(Input records Opens)

use std::ops::Range;
use std::sync::Arc;

use async_trait::async_trait;

use crate::core::batch::Batch;
use crate::error::CacheError;
use crate::sequence::{Position, SequenceId, Token};

/// Result of one native evaluation call.
#[derive(Debug, Clone, Copy, PartialEq, Eq)]
pub enum EvalStatus {
    /// The batch was evaluated; logits for rows marked `wants_logits` are readable.
    Ok,
    /// No free cache slot for the batch. Recoverable once capacity is freed.
    NoCacheSlot,
    /// Unrecoverable failure with a native status code.
    Error(i32),
}

/// # Evaluator
///
/// The black-box autoregressive evaluation routine.
///
/// `evaluate` is the only place the scheduler suspends. Implementations receive the
/// batch by reference; they must not retain it past the call.
///
/// After `evaluate` returns [`EvalStatus::Ok`], [`read_logits`](Evaluator::read_logits)
/// must return the logits for every row marked `wants_logits`, until the next call to
/// `evaluate` overwrites them. The scheduler copies them out before releasing the next
/// batch, so implementations only ever need to keep the latest set.
#[async_trait]
pub trait Evaluator: Send + Sync + 'static {
    /// Evaluate every row of `batch`.
    async fn evaluate(&self, batch: &Batch) -> EvalStatus;

    /// Logits produced for batch row `index` by the most recent successful evaluation.
    fn read_logits(&self, index: usize) -> Option<Vec<f32>>;
}

#[async_trait]
impl<T> Evaluator for Arc<T>
where
    T: Evaluator + ?Sized,
{
    async fn evaluate(&self, batch: &Batch) -> EvalStatus {
        (**self).evaluate(batch).await
    }

    fn read_logits(&self, index: usize) -> Option<Vec<f32>> {
        (**self).read_logits(index)
    }
}

/// # KvCache
///
/// The shared key/value cache, addressed exclusively by sequence id and position.
///
/// The scheduler is the only caller and always calls from inside its state critical
/// section, so implementations need no synchronisation of their own. Calls are
/// expected to be fast compared to an evaluation.
pub trait KvCache: Send + 'static {
    /// Record that rows `range` of `sequence` now hold evaluated state.
    fn extend(&mut self, sequence: SequenceId, range: Range<Position>) -> Result<(), CacheError>;

    /// Copy the rows `0..up_to` of `source` into `destination`.
    fn duplicate_rows(
        &mut self,
        source: SequenceId,
        destination: SequenceId,
        up_to: Position,
    ) -> Result<(), CacheError>;

    /// Drop rows `from..to` of `sequence`. Absent rows are ignored.
    fn delete_rows(
        &mut self,
        sequence: SequenceId,
        from: Position,
        to: Position,
    ) -> Result<(), CacheError>;

    /// Serialise rows `range` of `sequence`.
    fn read_raw(&self, sequence: SequenceId, range: Range<Position>) -> Result<Vec<u8>, CacheError>;

    /// Restore rows previously produced by [`read_raw`](KvCache::read_raw) into
    /// `sequence`, returning how many rows were restored.
    fn write_raw(&mut self, sequence: SequenceId, bytes: &[u8]) -> Result<usize, CacheError>;

    /// Whether [`shift_rows`](KvCache::shift_rows) is implemented. Checked before any
    /// row is touched by a shift.
    fn can_shift(&self) -> bool {
        false
    }

    /// Move rows `from..to` of `sequence` back by `by` positions.
    fn shift_rows(
        &mut self,
        _sequence: SequenceId,
        _from: Position,
        _to: Position,
        _by: u32,
    ) -> Result<(), CacheError> {
        Err(CacheError::Unsupported("shift_rows"))
    }
}

impl<T> KvCache for Box<T>
where
    T: KvCache + ?Sized,
{
    fn extend(&mut self, sequence: SequenceId, range: Range<Position>) -> Result<(), CacheError> {
        (**self).extend(sequence, range)
    }

    fn duplicate_rows(
        &mut self,
        source: SequenceId,
        destination: SequenceId,
        up_to: Position,
    ) -> Result<(), CacheError> {
        (**self).duplicate_rows(source, destination, up_to)
    }

    fn delete_rows(&mut self, sequence: SequenceId, from: Position, to: Position) -> Result<(), CacheError> {
        (**self).delete_rows(sequence, from, to)
    }

    fn read_raw(&self, sequence: SequenceId, range: Range<Position>) -> Result<Vec<u8>, CacheError> {
        (**self).read_raw(sequence, range)
    }

    fn write_raw(&mut self, sequence: SequenceId, bytes: &[u8]) -> Result<usize, CacheError> {
        (**self).write_raw(sequence, bytes)
    }

    fn can_shift(&self) -> bool {
        (**self).can_shift()
    }

    fn shift_rows(
        &mut self,
        sequence: SequenceId,
        from: Position,
        to: Position,
        by: u32,
    ) -> Result<(), CacheError> {
        (**self).shift_rows(sequence, from, to, by)
    }
}

/// # Sampler
///
/// Picks the next token from a conversation's logits. `recent` holds the
/// conversation's tokens so far, oldest first.
///
/// Any `FnMut(&[f32], &[Token]) -> Token` closure is a sampler.
pub trait Sampler {
    fn select(&mut self, logits: &[f32], recent: &[Token]) -> Token;
}

impl<F> Sampler for F
where
    F: FnMut(&[f32], &[Token]) -> Token,
{
    fn select(&mut self, logits: &[f32], recent: &[Token]) -> Token {
        self(logits, recent)
    }
}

(Input records Closes)

• What the exercise asks:
When the entries above show the word "only" in a line, copy that line out.

• The answer:
/// `evaluate` is the only place the scheduler suspends. Implementations receive the
/// batch, so implementations only ever need to keep the latest set.
/// The scheduler is the only caller and always calls from inside its state critical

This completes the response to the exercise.